Provided records:
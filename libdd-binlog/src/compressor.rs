// Copyright 2025-Present Datadog, Inc. https://www.datadoghq.com/
// SPDX-License-Identifier: Apache-2.0

//! The background compression thread. Each iteration scans every staging
//! ring round-robin, drives the encoder, and keeps exactly one write in
//! flight on the writer thread while encoding continues into the other
//! half of the double buffer.

use crate::aligned::AlignedBuf;
use crate::cycles;
use crate::encoder::Encoder;
use crate::registry::StaticLogInfo;
use crate::runtime::{Inner, SyncStatus, PEEK_DIST_BUCKETS};
use crossbeam_channel::{bounded, Receiver, Sender, TryRecvError};
use libdd_binlog_wire::{log_info_encoded_size, CHECKPOINT_SIZE};
use std::fs::File;
use std::io::Write;
use std::sync::atomic::Ordering;
use std::sync::Arc;
use std::thread::JoinHandle;
use tracing::error;

/// One filled output buffer and how many of its bytes to write.
type WriteRequest = (AlignedBuf, usize);
/// The buffer coming back once its write completed (or failed).
type WriteCompletion = (AlignedBuf, std::io::Result<()>);

/// Dedicated writer thread owning the log file. The bounded(1) channel
/// pair realizes the "exactly one outstanding write" rule: the compressor
/// submits a filled buffer and later reclaims it, recycled, from the
/// completion side.
struct Writer {
    submit: Sender<WriteRequest>,
    completions: Receiver<WriteCompletion>,
    handle: JoinHandle<()>,
}

impl Writer {
    fn spawn(mut file: File) -> Writer {
        let (submit, requests) = bounded::<WriteRequest>(1);
        let (completion_tx, completions) = bounded::<WriteCompletion>(1);
        let handle = std::thread::spawn(move || {
            while let Ok((buffer, len)) = requests.recv() {
                let result = file.write_all(&buffer.as_slice()[..len]);
                if completion_tx.send((buffer, result)).is_err() {
                    return;
                }
            }
        });
        Writer {
            submit,
            completions,
            handle,
        }
    }

    fn shutdown(self) {
        drop(self.submit);
        drop(self.completions);
        let _ = self.handle.join();
    }
}

/// Marks a completed write in the stats and the sync state machine.
fn finish_write(inner: &Inner, result: std::io::Result<()>) {
    if let Err(err) = result {
        error!(error = %err, "log file write failed; the block is lost");
        inner.stats.write_failures.fetch_add(1, Ordering::Relaxed);
    }
    inner.stats.writes_completed.fetch_add(1, Ordering::Relaxed);

    let mut cond = inner.cond.lock();
    if cond.sync_status == SyncStatus::WaitingOnIo {
        cond.sync_status = SyncStatus::Completed;
        inner.sync_completed.notify_all();
    }
}

pub(crate) fn compression_thread_main(
    inner: Arc<Inner>,
    file: File,
    buffers: (AlignedBuf, AlignedBuf),
) {
    let config = inner.config.clone();
    let writer = Writer::spawn(file);
    let (compressing_buffer, double_buffer) = buffers;

    // In the integration mode the whole table known right now rides along
    // in the checkpoint; later registrations still go out as fragments.
    let embedded: Option<Vec<StaticLogInfo>> = if config.full_dictionary_in_checkpoint {
        let sites = inner.sites.lock();
        let needed = CHECKPOINT_SIZE
            + sites
                .iter()
                .map(|s| log_info_encoded_size(&s.filename, &s.format))
                .sum::<usize>();
        if needed > config.output_buffer_size {
            // Fall back to the fragment protocol; the file stays decodable.
            error!(
                needed,
                available = config.output_buffer_size,
                "dictionary does not fit in the checkpoint; falling back to fragments"
            );
            inner.next_site_to_persist.store(0, Ordering::Relaxed);
            None
        } else {
            inner.next_site_to_persist.store(sites.len(), Ordering::Relaxed);
            Some(sites.clone())
        }
    } else {
        None
    };
    let mut encoder = match Encoder::new(
        compressing_buffer,
        config.staging_buffer_size,
        false,
        embedded.as_deref(),
    ) {
        Ok(encoder) => encoder,
        Err(err) => {
            // Unreachable with a validated config; bail rather than spin.
            error!(error = %err, "output buffer cannot hold a checkpoint; logging disabled");
            writer.shutdown();
            return;
        }
    };
    let mut spare: Option<AlignedBuf> = Some(double_buffer);
    let mut outstanding = false;

    // Index of the staging ring the previous scan stopped at.
    let mut last_staging_buffer_checked = 0usize;
    // The output buffer filled up before a peek was drained.
    let mut output_buffer_full = false;
    // A full pass over the rings completed; the next extent carries the
    // wrap bit.
    let mut wrap_around = false;
    // Shadow of the persisted prefix of the site table, so scans never
    // hold the registration lock while compressing.
    let mut shadow_dictionary: Vec<StaticLogInfo> = Vec::new();

    loop {
        if inner.should_exit.load(Ordering::Acquire) && encoder.encoded_bytes() == 0 && !outstanding
        {
            break;
        }

        let mut bytes_consumed_this_iteration = 0u64;
        let compress_start = cycles::rdtsc();

        // Step 1: flush new dictionary entries, then scan for staged bytes.
        {
            let mut buffer_registry = inner.buffers.lock();

            {
                let sites = inner.sites.lock();
                let mut cursor = inner.next_site_to_persist.load(Ordering::Relaxed);
                if cursor < sites.len() {
                    encoder.encode_new_dictionary_entries(&mut cursor, &sites);
                    inner.next_site_to_persist.store(cursor, Ordering::Relaxed);
                }
                while shadow_dictionary.len() < cursor {
                    shadow_dictionary.push(sites[shadow_dictionary.len()].clone());
                }
            }

            let mut i = if buffer_registry.list.is_empty() {
                0
            } else {
                last_staging_buffer_checked.min(buffer_registry.list.len() - 1)
            };
            while !output_buffer_full && !buffer_registry.list.is_empty() {
                let staging = buffer_registry.list[i].clone();
                let peeked = staging.peek();
                let peek_bytes = peeked.len();

                if peek_bytes > 0 {
                    drop(buffer_registry);

                    let bucket = (PEEK_DIST_BUCKETS * peek_bytes / config.staging_buffer_size)
                        .min(PEEK_DIST_BUCKETS - 1);
                    inner.stats.peek_dist[bucket].fetch_add(1, Ordering::Relaxed);

                    // Encode in release-threshold hops so the producer sees
                    // space freed promptly.
                    let mut offset = 0;
                    while offset < peek_bytes {
                        let chunk = (peek_bytes - offset).min(config.release_threshold);
                        let mut events = 0u64;
                        let misses_before = encoder.encode_misses_due_to_metadata();
                        let consumed = encoder.encode_log_msgs(
                            &peeked[offset..offset + chunk],
                            staging.id(),
                            wrap_around,
                            &shadow_dictionary,
                            &mut events,
                        );
                        inner.stats.logs_processed.fetch_add(events, Ordering::Relaxed);
                        if consumed == 0 {
                            if encoder.encode_misses_due_to_metadata() > misses_before {
                                // The producer is mid-registration: leave
                                // this ring alone for the rest of the pass.
                                break;
                            }
                            last_staging_buffer_checked = i;
                            output_buffer_full = true;
                            break;
                        }
                        wrap_around = false;
                        staging.consume(consumed);
                        offset += consumed;
                        bytes_consumed_this_iteration += consumed as u64;
                        inner
                            .stats
                            .total_bytes_read
                            .fetch_add(consumed as u64, Ordering::Relaxed);
                        if consumed < chunk {
                            // Unregistered id or a record cut by the hop
                            // boundary: leave the rest for the next pass.
                            break;
                        }
                    }

                    buffer_registry = inner.buffers.lock();
                } else if staging.can_delete() {
                    // The producer thread exited and the ring is drained.
                    buffer_registry.list.remove(i);
                    if buffer_registry.list.is_empty() {
                        last_staging_buffer_checked = 0;
                        wrap_around = true;
                        break;
                    }
                    // Back up so the pass does not skip the shifted entry.
                    if last_staging_buffer_checked >= i && last_staging_buffer_checked > 0 {
                        last_staging_buffer_checked -= 1;
                    }
                    if i >= buffer_registry.list.len() {
                        i = 0;
                        wrap_around = true;
                    }
                    if i == last_staging_buffer_checked {
                        break;
                    }
                    continue;
                }

                i = (i + 1) % buffer_registry.list.len();
                if i == 0 {
                    wrap_around = true;
                }
                if i == last_staging_buffer_checked {
                    break;
                }
            }
        }
        inner.stats.cycles_compressing.fetch_add(
            cycles::rdtsc().wrapping_sub(compress_start),
            Ordering::Relaxed,
        );

        // Step 2: nothing to output. Run the sync state machine and doze.
        if encoder.encoded_bytes() == 0 {
            let mut cond = inner.cond.lock();
            if cond.sync_status == SyncStatus::Requested {
                // Producers may have staged records right before the sync
                // request: make one more full scan pass.
                cond.sync_status = SyncStatus::PerformingSecondPass;
                continue;
            }
            if cond.sync_status == SyncStatus::PerformingSecondPass {
                cond.sync_status = if outstanding {
                    SyncStatus::WaitingOnIo
                } else {
                    SyncStatus::Completed
                };
            }
            if cond.sync_status == SyncStatus::Completed {
                inner.sync_completed.notify_all();
            }
            if !inner.should_exit.load(Ordering::Acquire) {
                inner
                    .work_added
                    .wait_for(&mut cond, config.poll_interval_no_work);
            }
        }

        // Step 3: reap the outstanding write, waiting only when the full
        // output buffer leaves no other option.
        if outstanding {
            match writer.completions.try_recv() {
                Ok((buffer, result)) => {
                    spare = Some(buffer);
                    outstanding = false;
                    finish_write(&inner, result);
                }
                Err(TryRecvError::Empty) => {
                    if output_buffer_full {
                        match writer.completions.recv() {
                            Ok((buffer, result)) => {
                                spare = Some(buffer);
                                outstanding = false;
                                finish_write(&inner, result);
                            }
                            Err(_) => {
                                error!("log writer thread died; shutting the compressor down");
                                break;
                            }
                        }
                    } else {
                        if bytes_consumed_this_iteration == 0 {
                            let mut cond = inner.cond.lock();
                            inner
                                .work_added
                                .wait_for(&mut cond, config.poll_interval_during_io);
                        }
                        match writer.completions.try_recv() {
                            Ok((buffer, result)) => {
                                spare = Some(buffer);
                                outstanding = false;
                                finish_write(&inner, result);
                            }
                            Err(_) => continue,
                        }
                    }
                }
                Err(TryRecvError::Disconnected) => {
                    error!("log writer thread died; shutting the compressor down");
                    break;
                }
            }
        }

        // Step 4: the double buffer is free; submit what the encoder has.
        let mut bytes_to_write = encoder.encoded_bytes();
        if bytes_to_write == 0 {
            continue;
        }
        let Some(new_buffer) = spare.take() else {
            continue;
        };
        let (mut filled, encoded) = encoder.swap_buffer(new_buffer);
        bytes_to_write = encoded;

        // Direct I/O writes whole 512-byte sectors; the padding decodes as
        // invalid entries and is skipped.
        if config.uses_direct_io() {
            let over = bytes_to_write % 512;
            if over != 0 {
                let pad = 512 - over;
                filled.as_mut_slice()[bytes_to_write..bytes_to_write + pad].fill(0);
                bytes_to_write += pad;
                inner
                    .stats
                    .pad_bytes_written
                    .fetch_add(pad as u64, Ordering::Relaxed);
            }
        }
        inner
            .stats
            .total_bytes_written
            .fetch_add(bytes_to_write as u64, Ordering::Relaxed);

        if writer.submit.send((filled, bytes_to_write)).is_err() {
            error!("log writer thread died; shutting the compressor down");
            break;
        }
        outstanding = true;
        output_buffer_full = false;
    }

    writer.shutdown();
}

Try it: Each line above that contains the string "over" should be copied.

Solution to this exercise:
    // A full pass over the rings completed; the next extent carries the
            let over = bytes_to_write % 512;
            if over != 0 {
                let pad = 512 - over;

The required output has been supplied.